Prompt: Repeat word for word every line of the data below, from the first through the line containing "use crate::assignment::SuitAssignment;", and stop there.

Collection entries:

☆ ☆ ☆ ☆

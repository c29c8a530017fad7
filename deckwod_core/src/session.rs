//! Session tracking for one run through a deck.
//!
//! A session moves `Idle → InProgress → Complete`. Each draw adds its
//! contribution to the running totals and is pushed on an undo stack so
//! the last draw can be taken back exactly. Drawing past the last card
//! shows the end sentinel and yields the history entry once. A draw that
//! was taken back is replayed unchanged when its card comes up again.

use crate::assignment::SuitAssignment;
use crate::deck::build_deck;
use crate::history::{next_entry_id, PerformedWorkout, SuitDetail, WorkoutHistoryEntry};
use crate::library::LibraryRow;
use crate::rules::{base_value, draw_card, DrawContext, DrawnCard, RuleSettings};
use crate::types::{Card, DeckSize, Rank, Suit};
use crate::Result;
use chrono::{DateTime, Utc};
use rand::Rng;
use serde::Serialize;
use std::collections::{BTreeMap, VecDeque};
use std::path::Path;
use uuid::Uuid;

/// Lifecycle of a run
#[derive(Clone, Copy, Debug, PartialEq, Eq)]
pub enum Phase {
    Idle,
    InProgress,
    Complete,
}

/// What is currently face up
#[derive(Clone, Debug, PartialEq)]
pub enum Showing {
    /// Card back before the first draw
    Back,
    Card(DrawnCard),
    /// Terminal card after the deck ran out
    End,
}

impl Showing {
    pub fn reps(&self) -> u32 {
        match self {
            Showing::Card(drawn) => drawn.reps,
            Showing::Back | Showing::End => 0,
        }
    }

    pub fn exercise(&self) -> &str {
        match self {
            Showing::Card(drawn) => &drawn.exercise,
            Showing::Back | Showing::End => "",
        }
    }
}

/// Result of a draw
#[derive(Clone, Debug, PartialEq)]
pub enum DrawOutcome {
    Drawn(DrawnCard),
    /// The deck just ran out; carries the entry to record
    Completed(WorkoutHistoryEntry),
    /// Already complete, nothing changed
    Finished,
}

/// Everything a session needs to build and resolve its deck
#[derive(Clone, Debug)]
pub struct SessionSetup {
    pub workout_name: String,
    pub suits: SuitAssignment,
    pub workout_library: Vec<LibraryRow>,
    pub joker_library: Vec<LibraryRow>,
    /// Restricts joker picks to these labels (random workouts)
    pub session_jokers: Option<Vec<String>>,
    pub rules: RuleSettings,
    pub jokers: usize,
    pub deck_size: DeckSize,
}

/// Running totals of a session
#[derive(Clone, Debug, Default, PartialEq, Eq)]
pub struct SessionTotals {
    pub suit_reps: BTreeMap<Suit, u32>,
    pub jokers: Vec<String>,
    pub performed: Vec<PerformedWorkout>,
    pub cards_completed: u32,
}

impl SessionTotals {
    pub fn total_reps(&self) -> u32 {
        self.suit_reps.values().sum()
    }

    fn add(&mut self, drawn: &DrawnCard) {
        self.cards_completed += 1;
        if drawn.is_joker() {
            self.jokers.push(drawn.exercise.clone());
        } else {
            *self.suit_reps.entry(drawn.card.suit).or_default() += drawn.reps;
            self.performed.push(PerformedWorkout {
                workout: drawn.exercise.clone(),
                reps: drawn.reps,
            });
        }
    }

    fn subtract(&mut self, drawn: &DrawnCard) {
        self.cards_completed = self.cards_completed.saturating_sub(1);
        if drawn.is_joker() {
            self.jokers.pop();
        } else {
            if let Some(reps) = self.suit_reps.get_mut(&drawn.card.suit) {
                *reps = reps.saturating_sub(drawn.reps);
            }
            self.performed.pop();
        }
    }
}

/// One run through a deck
#[derive(Clone, Debug)]
pub struct Session {
    id: Uuid,
    setup: SessionSetup,
    deck: VecDeque<Card>,
    showing: Showing,
    draws: Vec<DrawnCard>,
    /// Draws taken back by `previous`, reused when their card comes up again
    undone: Vec<DrawnCard>,
    totals: SessionTotals,
    phase: Phase,
    flushed: bool,
}
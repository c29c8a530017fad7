//! Logging infrastructure for deckwod.
//!
//! Provides centralized tracing setup for the binary and tests.

use tracing_subscriber::{fmt, prelude::*, EnvFilter};

/// Initialize logging with sensible defaults
///
/// Default level is INFO, but can be overridden with RUST_LOG env var.
pub fn init() {
    init_with_level("info")
}

/// Initialize logging with a specific default level
///
/// The level can still be overridden by the RUST_LOG environment variable.
/// Log lines go to stderr so card output on stdout stays clean.
pub fn init_with_level(default_level: &str) {
    let filter =
        EnvFilter::try_from_default_env().unwrap_or_else(|_| EnvFilter::new(default_level));

    let _ = tracing_subscriber::registry()
        .with(filter)
        .with(fmt::layer().compact().with_writer(std::io::stderr))
        .try_init();
}

/// Initialize logging for testing (captures logs for test output)
#[cfg(test)]
pub fn init_test() {
    let _ = tracing_subscriber::fmt()
        .with_test_writer()
        .with_env_filter(EnvFilter::new("debug"))
        .try_init();
}
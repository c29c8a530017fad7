//! Corruption recovery tests for deckwod.
//!
//! These tests verify the system can handle:
//! - Corrupted settings slices
//! - Slices holding values of the wrong shape
//! - Settings written in the older single-blob format
//! - Partial history entries

use assert_cmd::Command;
use serde_json::Value;
use std::fs;
use std::path::Path;
use tempfile::TempDir;

fn cli() -> Command {
    Command::new(assert_cmd::cargo::cargo_bin!("deckwod"))
}

fn setup_test_dir() -> TempDir {
    tempfile::tempdir().expect("Failed to create temp dir")
}

fn write_slice(data_dir: &Path, key: &str, contents: &str) {
    let dir = data_dir.join("settings");
    fs::create_dir_all(&dir).unwrap();
    fs::write(dir.join(format!("{}.json", key)), contents).expect("Failed to write slice");
}

fn read_slice(data_dir: &Path, key: &str) -> Value {
    let contents = fs::read_to_string(data_dir.join("settings").join(format!("{}.json", key)))
        .expect("Failed to read slice");
    serde_json::from_str(&contents).expect("Slice is not JSON")
}

fn auto_quarter_run(data_dir: &Path) {
    cli()
        .arg("run")
        .arg("--data-dir")
        .arg(data_dir)
        .arg("--auto")
        .arg("--deck-size")
        .arg("quarter")
        .assert()
        .success();
}

#[test]
fn test_corrupted_slices_use_defaults() {
    let temp_dir = setup_test_dir();
    let data_dir = temp_dir.path();

    write_slice(data_dir, "numJokers", "{ invalid json }}}}");
    write_slice(data_dir, "exMap", "[1, 2");
    write_slice(data_dir, "workoutLibrary", "");

    auto_quarter_run(data_dir);

    let history = read_slice(data_dir, "workoutHistory");
    // Default joker count is one
    assert_eq!(history[0]["cardsCompleted"], 14);
    let workouts: Vec<&str> = history[0]["suits"]
        .as_array()
        .unwrap()
        .iter()
        .map(|s| s["workout"].as_str().unwrap())
        .collect();
    assert_eq!(workouts, vec!["Sit-ups", "Push-ups", "Squats", "Burpees"]);
}

#[test]
fn test_wrong_shape_values_are_normalized() {
    let temp_dir = setup_test_dir();
    let data_dir = temp_dir.path();

    write_slice(data_dir, "numJokers", "\"2\"");
    write_slice(data_dir, "deckSize", "\"gigantic\"");
    write_slice(data_dir, "selectedPresetId", "\"deleted-preset\"");
    write_slice(data_dir, "exMap", r#"{"♠": "Lunges (2x)", "♥": "", "★": "Nope"}"#);

    cli()
        .arg("run")
        .arg("--data-dir")
        .arg(data_dir)
        .arg("--auto")
        .arg("--seed")
        .arg("5")
        .assert()
        .success();

    let history = read_slice(data_dir, "workoutHistory");
    // Unknown deck size falls back to a full deck
    assert_eq!(history[0]["cardsCompleted"], 54);
    assert_eq!(history[0]["workoutName"], "Standard");
    assert_eq!(history[0]["suits"][0]["workout"], "Lunges (2x)");
    assert_eq!(history[0]["suits"][1]["workout"], "Push-ups");
}

#[test]
fn test_corrupted_history_is_replaced() {
    let temp_dir = setup_test_dir();
    let data_dir = temp_dir.path();

    write_slice(data_dir, "workoutHistory", "{ not valid json at all }");

    auto_quarter_run(data_dir);

    let history = read_slice(data_dir, "workoutHistory");
    assert_eq!(history.as_array().unwrap().len(), 1);
}

#[test]
fn test_partial_history_entries_skipped() {
    let temp_dir = setup_test_dir();
    let data_dir = temp_dir.path();

    write_slice(
        data_dir,
        "workoutHistory",
        r#"[
            {"id": 1700000000000, "completedAt": "2023-11-14T22:13:20Z", "totalReps": 91,
             "suits": [{"suit": "♠", "workout": "Sit-ups", "reps": 91}]},
            {"id": "partial"},
            "garbage"
        ]"#,
    );

    cli()
        .arg("history")
        .arg("--data-dir")
        .arg(data_dir)
        .assert()
        .success()
        .stdout(predicates::str::contains("All time: 91 reps"));

    auto_quarter_run(data_dir);

    let history = read_slice(data_dir, "workoutHistory");
    let entries = history.as_array().unwrap();
    assert_eq!(entries.len(), 2);
    assert_eq!(entries[1]["id"], 1700000000000i64);
}

#[test]
fn test_legacy_settings_upgraded() {
    let temp_dir = setup_test_dir();
    let data_dir = temp_dir.path();

    write_slice(
        data_dir,
        "deckWorkoutSettings",
        r#"{"numJokers": 0, "exMap": {"♣": "Mountain Climbers"}, "jokerWorkouts": ["Bear Crawls"], "aceHigh": true}"#,
    );

    auto_quarter_run(data_dir);

    let history = read_slice(data_dir, "workoutHistory");
    assert_eq!(history[0]["cardsCompleted"], 13);
    assert_eq!(history[0]["suits"][3]["workout"], "Mountain Climbers");

    // The upgrade is written out as slices
    assert_eq!(read_slice(data_dir, "numJokers"), 0);
    assert_eq!(read_slice(data_dir, "aceHigh"), true);
    assert_eq!(read_slice(data_dir, "jokerLibrary")[0]["workout"], "Bear Crawls");
}

#[test]
fn test_empty_settings_directory() {
    let temp_dir = setup_test_dir();
    let data_dir = temp_dir.path();
    fs::create_dir_all(data_dir.join("settings")).unwrap();

    cli()
        .arg("presets")
        .arg("--data-dir")
        .arg(data_dir)
        .assert()
        .success();
}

☆ ☆ ☆ ☆

Task result:
repository c29c8a530017fad7
filename deckwod_core/src/session.rs
//! Session tracking for one run through a deck.
//!
//! A session moves `Idle → InProgress → Complete`. Each draw adds its
//! contribution to the running totals and is pushed on an undo stack so
//! the last draw can be taken back exactly. Drawing past the last card
//! shows the end sentinel and yields the history entry once. A draw that
//! was taken back is replayed unchanged when its card comes up again.

use crate::assignment::SuitAssignment;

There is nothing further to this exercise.